ISSN: 2641-3086
Trends in Computer Science and Information Technology
Research Article       Open Access      Peer-Reviewed

Detection and classification of phishing websites

Manoj P*, Bhuvan Kumar Y, Rakshitha D and Megha G

Department of CSE, NIE Institute of Technology, Mysore, India
*Corresponding author: Manoj P, Department of CSE, NIE Institute of Technology, Mysore, India, Email: manojp6268@gmail.com
Received: 23 July, 2021 | Accepted: 10 August, 2021 | Published: 11 August, 2021
Keywords: Phishing; Malicious sites; Machine learning; Semantics-based attack

Cite this as

Manoj P, Bhuvan Kumar Y, Rakshitha D, Megha G (2021) Detection and classification of phishing websites. Trends Comput Sci Inf Technol 6(2): 053-059. DOI: 10.17352/tcsit.000040

‘Phishing sites’ are some type of the internet security issues that mainly targets the human vulnerabilities compared to software vulnerabilities. Phishing sites are malicious websites that imitate as legitimate websites or web pages and aim to steal user’s personal credentials like user id, password, and financial information. Spotting these phishing websites is typically a challenging task because phishing is mainly a semantics-based attack, that mainly focus on human vulnerabilities, not the network or software vulnerabilities. Phishing can be elaborated as the process of charming users in order to gain their personal credentials like user-id’s and passwords. In this paper, we come up with an intelligent system that can spot the phishing sites. This intelligent system is based on a machine learning model. Our aim through this paper is to stalk a better performance classifier by examining the features of the phishing site and choose appropriate combination of systems for the training of the classifier.

Abbreviations

MLP: Multilayer Perceptron; ML: Machine Learning; SVM: Support Vector Machine; WEKA: Waikato Environment for Knowledge Analysis; ANN: Artificial Neural Networks; URL: Uniform Resource Locator

Introduction

Phishing is a non-ethical method comprising both social engineering and technical tricks to capture user’s information and sensitive credentials like financial credentials. Some of the social engineering techniques use spam mails, pretending as a legitimate company or organization, that are specially designed to forefront users to knock-off websites that manoeuvre recipients to fall into the trap which steal financial credentials like user-ids and passwords. Technical intrigue methods install malicious software onto the systems, to capture the data directly, often using systems to intercept users online account user names and passwords [1].

A. Technique of phishing

Generally, there are two approaches that are typically used in detecting phishing websites.

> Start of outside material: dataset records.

// SPDX-License-Identifier: PMPL-1.0-or-later
// Copyright (c) 2026 Jonathan D.A. Jewell (hyperpolymath) <jonathan.jewell@open.ac.uk>
//
// Docx module — zip member I/O, WordprocessingML tag scanning, and the
// scoped template document model.

pub mod archive;
pub mod document;
pub(crate) mod xml;

pub use archive::{ArchiveMember, MEDIA_PREFIX};
pub use document::{Paragraph, Scope, SectionVariant, TemplateDocument};
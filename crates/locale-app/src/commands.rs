// SPDX-License-Identifier: PMPL-1.0-or-later
// Copyright (c) 2026 Jonathan D.A. Jewell (hyperpolymath) <jonathan.jewell@open.ac.uk>
//
// Subcommand implementations. Each returns the run's diagnostics so the
// caller can print them; fatal conditions come back as errors.

use std::path::Path;

use locale_core::LocaleConfig;
use locale_core::config::DEFAULT_MANIFEST_FILE;
use locale_core::error::Result;
use locale_core::types::Diagnostic;
use locale_package::{Manifest, Pipeline, carry_over, extract_package};
use tracing::{info, instrument};

/// Coordination side: draft manifest from a zip of templates.
#[instrument(skip_all, fields(templates = %templates.display()))]
pub fn extract(config: &LocaleConfig, templates: &Path, output: &Path) -> Result<Vec<Diagnostic>> {
    let bytes = std::fs::read(templates)?;
    let extraction = extract_package(&bytes, &config.delimiters, &config.manifest_file_name)?;
    std::fs::write(output, extraction.manifest.to_csv(false)?)?;

    println!(
        "Wrote {} variable(s) from {} document(s) to {}",
        extraction.manifest.rows().len(),
        extraction.manifest.document_names().len(),
        output.display()
    );
    println!("Fill in document_type, then zip the templates, placeholder logo and manifest.");
    Ok(extraction.diagnostics)
}

/// Site side: validate a package and write the manifest to review, one row
/// per paragraph occurrence.
#[instrument(skip_all, fields(package = %package.display()))]
pub fn inspect(
    config: LocaleConfig,
    package: &Path,
    previous: Option<&Path>,
    output: &Path,
) -> Result<Vec<Diagnostic>> {
    let bytes = std::fs::read(package)?;
    let unpacked = Pipeline::unpack(&bytes, config)?;
    let logo = unpacked.placeholder_logo();
    println!(
        "Placeholder logo '{}' is {}x{} px; supply the site logo at the same size.",
        logo.name, logo.width, logo.height
    );

    let validated = unpacked.validate()?;
    let mut diagnostics = validated.diagnostics().to_vec();
    let (mut rows, review_diagnostics) = validated.review_rows();
    diagnostics.extend(review_diagnostics);

    if let Some(path) = previous {
        let previous = read_manifest(path)?;
        let filled = carry_over(&mut rows, &previous)?;
        info!(filled, "values carried over");
        println!("Carried over {filled} value(s) from {}", path.display());
    }

    let review = Manifest::from_rows(validated.config().manifest_file_name.clone(), rows);
    std::fs::write(output, review.to_csv(true)?)?;
    println!(
        "Wrote {} row(s) for {} document(s) to {}",
        review.rows().len(),
        validated.store().len(),
        output.display()
    );
    Ok(diagnostics)
}

/// Site side: full localisation run.
#[instrument(skip_all, fields(package = %package.display()))]
pub fn localise(
    config: LocaleConfig,
    package: &Path,
    logo: &Path,
    manifest: Option<&Path>,
    output: &Path,
    report: Option<&Path>,
) -> Result<Vec<Diagnostic>> {
    let package_bytes = std::fs::read(package)?;
    let site_logo = std::fs::read(logo)?;
    let manifest = manifest.map(read_manifest).transpose()?;

    let assembled = locale_package::localise(&package_bytes, site_logo, manifest, config)?;
    let (bytes, run_report) = assembled.into_parts();
    std::fs::write(output, &bytes)?;
    if let Some(path) = report {
        std::fs::write(path, serde_json::to_vec_pretty(&run_report)?)?;
    }

    println!(
        "Localised {} document(s) into {}",
        run_report.documents.len(),
        output.display()
    );
    Ok(run_report.diagnostics)
}

fn read_manifest(path: &Path) -> Result<Manifest> {
    let bytes = std::fs::read(path)?;
    let name = path
        .file_name()
        .and_then(|name| name.to_str())
        .unwrap_or(DEFAULT_MANIFEST_FILE);
    Manifest::from_csv(&bytes, name)
}
impl Pipeline<Unpacked> {
    /// Start a run from coordination package bytes.
    #[instrument(skip(bytes, config), fields(bytes_len = bytes.len()))]
    pub fn unpack(bytes: &[u8], config: LocaleConfig) -> Result<Self> {
        config.validate()?;
        let started_at = Utc::now();
        let package = unpack_package(bytes, &config)?;
        let operation = OperationId::new();
        info!(operation = %operation, templates = package.templates.len(), "run started");
        Ok(Self {
            operation,
            started_at,
            config,
            diagnostics: Vec::new(),
            state: Unpacked { package },
        })
    }

    pub fn package(&self) -> &CoordinationPackage {
        &self.state.package
    }

    pub fn placeholder_logo(&self) -> &PlaceholderLogo {
        &self.state.package.logo
    }

    /// Parse the package manifest, match it against the templates, then open
    /// the templates. Templates that fail to open are skipped with an
    /// `ExtractionSkipped` diagnostic.
    #[instrument(skip(self), fields(operation = %self.operation))]
    pub fn validate(mut self) -> Result<Pipeline<Validated>> {
        let package = &self.state.package;
        let manifest = Manifest::from_csv(&package.manifest.bytes, &self.config.manifest_file_name)?;
        let template_names = package.template_names();
        let expected = ManifestValidator::new(self.config.duplicate_policy)
            .validate(&manifest, &template_names)?;

        let mut store = DocumentStore::new();
        let mut skipped = Vec::new();
        for template in &package.templates {
            match TemplateDocument::open(&template.name, &template.bytes) {
                Ok(document) => store.insert(document, &template.bytes),
                Err(err) => skipped.push(Diagnostic::ExtractionSkipped {
                    document: template.name.clone(),
                    reason: err.to_string(),
                }),
            }
        }
        for diagnostic in skipped {
            self.report(diagnostic);
        }

        Ok(self.advance(|unpacked| Validated {
            logo: unpacked.package.logo,
            manifest,
            expected,
            template_names,
            store,
        }))
    }
}

// -- Validated ----------------------------------------------------------------

#[derive(Debug)]
pub struct Validated {
    logo: PlaceholderLogo,
    manifest: Manifest,
    expected: ExpectedTokens,
    template_names: BTreeSet<String>,
    store: DocumentStore,
}

impl Stage for Validated {
    const STAGE: PipelineStage = PipelineStage::Validated;
}

impl Pipeline<Validated> {
    pub fn manifest(&self) -> &Manifest {
        &self.state.manifest
    }

    pub fn placeholder_logo(&self) -> &PlaceholderLogo {
        &self.state.logo
    }

    pub fn store(&self) -> &DocumentStore {
        &self.state.store
    }

    /// Review rows for the operator: one per paragraph occurrence, with
    /// `related_paragraph`.
    pub fn review_rows(&self) -> (Vec<ManifestRow>, Vec<Diagnostic>) {
        ManifestValidator::new(self.config.duplicate_policy).review_rows(
            &self.state.manifest,
            &self.state.expected,
            &self.state.store,
        )
    }

    /// Use an operator-edited manifest for substitution instead of the
    /// package's own. It must describe the same templates.
    #[instrument(skip_all, fields(operation = %self.operation, manifest = manifest.file_name()))]
    pub fn with_manifest(mut self, manifest: Manifest) -> Result<Self> {
        let expected = ManifestValidator::new(self.config.duplicate_policy)
            .validate(&manifest, &self.state.template_names)?;
        self.state.expected = expected;
        self.state.manifest = manifest;
        Ok(self)
    }

    /// Rewrite every document's tokens with its manifest values.
    #[instrument(skip(self), fields(operation = %self.operation))]
    pub fn substitute(mut self) -> Result<Pipeline<Substituted>> {
        let plan = ManifestValidator::new(self.config.duplicate_policy)
            .substitution_plan(&self.state.manifest)?;
        self.diagnostics.extend(plan.diagnostics.iter().cloned());

        let engine = SubstitutionEngine::new(self.config.precedence);
        for (name, stored) in self.state.store.iter_mut() {
            let Some(subs) = plan.for_document(name) else {
                continue;
            };
            stored.paragraphs_rewritten = engine.apply(&mut stored.document, subs);
            debug!(document = name, rewritten = stored.paragraphs_rewritten, "document substituted");
        }

        Ok(self.advance(|validated| Substituted {
            logo: validated.logo,
            manifest: validated.manifest,
            template_names: validated.template_names,
            store: validated.store,
        }))
    }
}

// -- Substituted --------------------------------------------------------------

#[derive(Debug)]
pub struct Substituted {
    logo: PlaceholderLogo,
    manifest: Manifest,
    template_names: BTreeSet<String>,
    store: DocumentStore,
}

impl Stage for Substituted {
    const STAGE: PipelineStage = PipelineStage::Substituted;
}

The first approach is typically based on a blacklist, where in the given URL is compared with the URLs present in the blacklist. The other part of this approach is that the blacklist usually cannot identify all phishing sites, hence a new fraudulent website is launched. The alternate or the second approach is referred to as heuristicbased methods, where few of the features are collected from the sites to distinguish it as either phishing or legitimate.

Compared to the blacklist approach, a heuristic-based solution can detect recently created phishing sites. The accuracy of the heuristic-based approach rely on selecting a set of selective features that might help in classifying the type of given website. Data mining techniques are some of the research fields which can utilize the features knowledge that promises the nature, reliability and completeness, also reduce the time of knowledge achievement. Basically, there are two types of rules-induction techniques in data-mining: associative technique and classification-rule technique. The usage of classification rules is of the concern in this paper. The classification task’s aim is to assign every test data to one of the predefined classes in the test dataset. Various studies have been conducted regarding phishing website detection depending on the website features but these researches were unable to detect the exact or precise rules to classify the nature of website Table 1, Figures 1,2.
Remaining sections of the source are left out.